*** ENTRIES PROVIDED ***
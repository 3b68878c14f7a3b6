#[cfg(test)]
mod tests {
    use crate::config::{Config, HttpConfig, LLMConfig, LLMProvider, SearchConfig};
    use crate::error::ConfigError;
    use crate::types::SearchDepth;
    use std::collections::HashMap;
    use std::fs;
    use std::path::PathBuf;
    use tempfile::TempDir;

    fn valid_config() -> Config {
        let mut config = Config::default();
        config.search.api_url = "https://search.example.com/search".to_string();
        config.search.api_key = "search-key".to_string();
        config.llm.api_key = "llm-key".to_string();
        config
    }

    fn env_of(pairs: &[(&str, &str)]) -> impl Fn(&str) -> Option<String> {
        let map: HashMap<String, String> = pairs
            .iter()
            .map(|(k, v)| (k.to_string(), v.to_string()))
            .collect();
        move |key: &str| map.get(key).cloned()
    }

    #[test]
    fn test_config_default() {
        let config = Config::default();

        assert_eq!(config.output_path, PathBuf::from("./reports"));
        assert!(!config.save_evidence);
        assert!(!config.verbose);
    }

    #[test]
    fn test_search_config_default() {
        let config = SearchConfig::default();

        assert!(config.api_url.is_empty());
        assert!(config.api_key.is_empty());
        assert_eq!(config.search_depth, SearchDepth::Advanced);
        assert_eq!(config.max_results, 5);
        assert_eq!(
            config.include_domains,
            vec!["sec.gov", "investor.*", "finance.*"]
        );
    }

    #[test]
    fn test_llm_config_default() {
        let config = LLMConfig::default();

        assert_eq!(config.provider, LLMProvider::DeepSeek);
        assert_eq!(config.model, "deepseek-chat");
        assert_eq!(config.temperature, 0.2);
        assert_eq!(config.max_tokens, 2000);
        assert_eq!(
            config.resolved_api_url(),
            "https://api.deepseek.com/chat/completions"
        );
    }

    #[test]
    fn test_http_config_default() {
        let config = HttpConfig::default();

        assert_eq!(config.connect_timeout_seconds, 30);
        assert_eq!(config.timeout_seconds, 30);
    }

    #[test]
    fn test_llm_provider_from_str() {
        assert_eq!(
            "deepseek".parse::<LLMProvider>().unwrap(),
            LLMProvider::DeepSeek
        );
        assert_eq!("OpenAI".parse::<LLMProvider>().unwrap(), LLMProvider::OpenAI);
        assert_eq!(
            "moonshot".parse::<LLMProvider>().unwrap(),
            LLMProvider::Moonshot
        );
        assert_eq!(
            "openrouter".parse::<LLMProvider>().unwrap(),
            LLMProvider::OpenRouter
        );
        assert_eq!("ollama".parse::<LLMProvider>().unwrap(), LLMProvider::Ollama);

        assert!("invalid".parse::<LLMProvider>().is_err());
    }

    #[test]
    fn test_llm_provider_display() {
        assert_eq!(LLMProvider::DeepSeek.to_string(), "deepseek");
        assert_eq!(LLMProvider::OpenAI.to_string(), "openai");
        assert_eq!(LLMProvider::Moonshot.to_string(), "moonshot");
        assert_eq!(LLMProvider::OpenRouter.to_string(), "openrouter");
        assert_eq!(LLMProvider::Ollama.to_string(), "ollama");
    }

    #[test]
    fn test_explicit_api_url_wins_over_provider_default() {
        let mut config = LLMConfig::default();
        config.api_url = "https://proxy.internal/v1/chat/completions".to_string();
        assert_eq!(
            config.resolved_api_url(),
            "https://proxy.internal/v1/chat/completions"
        );
    }

    #[test]
    fn test_from_file_partial_sections() {
        let temp_dir = TempDir::new().unwrap();
        let path = temp_dir.path().join("finreport.toml");
        fs::write(
            &path,
            r#"
output_path = "/tmp/out"

[search]
api_url = "https://api.tavily.com/search"
max_results = 8
include_domains = ["sec.gov", "nasdaq.com"]

[llm]
provider = "openai"
model = "gpt-4o-mini"
"#,
        )
        .unwrap();

        let config = Config::from_file(&path).unwrap();

        assert_eq!(config.output_path, PathBuf::from("/tmp/out"));
        assert_eq!(config.search.api_url, "https://api.tavily.com/search");
        assert_eq!(config.search.max_results, 8);
        assert_eq!(config.search.include_domains, vec!["sec.gov", "nasdaq.com"]);
        assert_eq!(config.search.search_depth, SearchDepth::Advanced);
        assert_eq!(config.llm.provider, LLMProvider::OpenAI);
        assert_eq!(config.llm.model, "gpt-4o-mini");
        assert_eq!(config.llm.temperature, 0.2);
        assert_eq!(config.http, HttpConfig::default());
    }

    #[test]
    fn test_from_file_missing() {
        let temp_dir = TempDir::new().unwrap();
        let result = Config::from_file(&temp_dir.path().join("absent.toml"));
        assert!(result.is_err());
    }

    #[test]
    fn test_from_file_invalid_toml() {
        let temp_dir = TempDir::new().unwrap();
        let path = temp_dir.path().join("broken.toml");
        fs::write(&path, "[search\napi_url = ").unwrap();

        let result = Config::from_file(&path);
        assert!(result.is_err());
    }

    #[test]
    fn test_load_explicit_path() {
        let temp_dir = TempDir::new().unwrap();
        let path = temp_dir.path().join("custom.toml");
        fs::write(&path, "save_evidence = true\n").unwrap();

        let config = Config::load(Some(path.as_path())).unwrap();
        assert!(config.save_evidence);
    }

    #[test]
    fn test_apply_env_primary_names() {
        let mut config = Config::default();
        config.apply_env_with(env_of(&[
            ("SEARCH_API_URL", "https://search.example.com"),
            ("SEARCH_API_KEY", "s-key"),
            ("LLM_API_URL", "https://llm.example.com/chat/completions"),
            ("LLM_API_KEY", "l-key"),
            ("LLM_MODEL", "deepseek-reasoner"),
        ]));

        assert_eq!(config.search.api_url, "https://search.example.com");
        assert_eq!(config.search.api_key, "s-key");
        assert_eq!(config.llm.api_url, "https://llm.example.com/chat/completions");
        assert_eq!(config.llm.api_key, "l-key");
        assert_eq!(config.llm.model, "deepseek-reasoner");
    }

    #[test]
    fn test_apply_env_fallback_names() {
        let mut config = Config::default();
        config.apply_env_with(env_of(&[
            ("TAVILY_API_URL", "https://api.tavily.com/search"),
            ("TAVILY_API_KEY", "tvly-key"),
            ("DEEPSEEK_API_URL", "https://api.deepseek.com/chat/completions"),
            ("DEEPSEEK_API_KEY", "ds-key"),
        ]));

        assert_eq!(config.search.api_url, "https://api.tavily.com/search");
        assert_eq!(config.search.api_key, "tvly-key");
        assert_eq!(config.llm.api_key, "ds-key");
    }

    #[test]
    fn test_apply_env_primary_beats_fallback_and_blank_is_ignored() {
        let mut config = Config::default();
        config.search.api_key = "from-file".to_string();
        config.apply_env_with(env_of(&[
            ("SEARCH_API_URL", "https://primary"),
            ("TAVILY_API_URL", "https://fallback"),
            ("SEARCH_API_KEY", "   "),
        ]));

        assert_eq!(config.search.api_url, "https://primary");
        assert_eq!(config.search.api_key, "from-file");
    }

    #[test]
    fn test_validate_ok() {
        assert_eq!(valid_config().validate(), Ok(()));
    }

    #[test]
    fn test_validate_missing_settings() {
        let mut config = valid_config();
        config.search.api_url.clear();
        assert_eq!(
            config.validate(),
            Err(ConfigError::MissingSetting("search.api_url"))
        );

        let mut config = valid_config();
        config.search.api_key.clear();
        assert_eq!(
            config.validate(),
            Err(ConfigError::MissingSetting("search.api_key"))
        );

        let mut config = valid_config();
        config.llm.api_key.clear();
        assert_eq!(
            config.validate(),
            Err(ConfigError::MissingSetting("llm.api_key"))
        );
    }

    #[test]
    fn test_validate_ollama_needs_no_key() {
        let mut config = valid_config();
        config.llm.provider = LLMProvider::Ollama;
        config.llm.api_key.clear();
        assert_eq!(config.validate(), Ok(()));
    }

    #[test]
    fn test_validate_rejects_out_of_range_values() {
        let mut config = valid_config();
        config.search.max_results = 11;
        assert_eq!(
            config.validate(),
            Err(ConfigError::MaxResultsOutOfRange(11))
        );

        let mut config = valid_config();
        config.llm.temperature = 3.5;
        assert!(matches!(
            config.validate(),
            Err(ConfigError::InvalidValue {
                field: "llm.temperature",
                ..
            })
        ));

        let mut config = valid_config();
        config.http.timeout_seconds = 0;
        assert!(matches!(
            config.validate(),
            Err(ConfigError::InvalidValue { field: "http", .. })
        ));
    }

    #[test]
    fn test_report_options_from_config() {
        let mut config = valid_config();
        config.search.max_results = 3;
        config.search.include_domains = vec!["sec.gov".to_string()];

        let options = config.report_options();
        assert_eq!(options.max_results, 3);
        assert_eq!(options.include_domains, vec!["sec.gov"]);
    }
}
*** End of ENTRIES PROVIDED ***
### TASK DIRECTIONS
Only the lines from the one holding "let options = config.report_options();" through the final line of the entries, both included, should be given again, word for word.

### WRITTEN ANSWER
        let options = config.report_options();
        assert_eq!(options.max_results, 3);
        assert_eq!(options.include_domains, vec!["sec.gov"]);
    }
}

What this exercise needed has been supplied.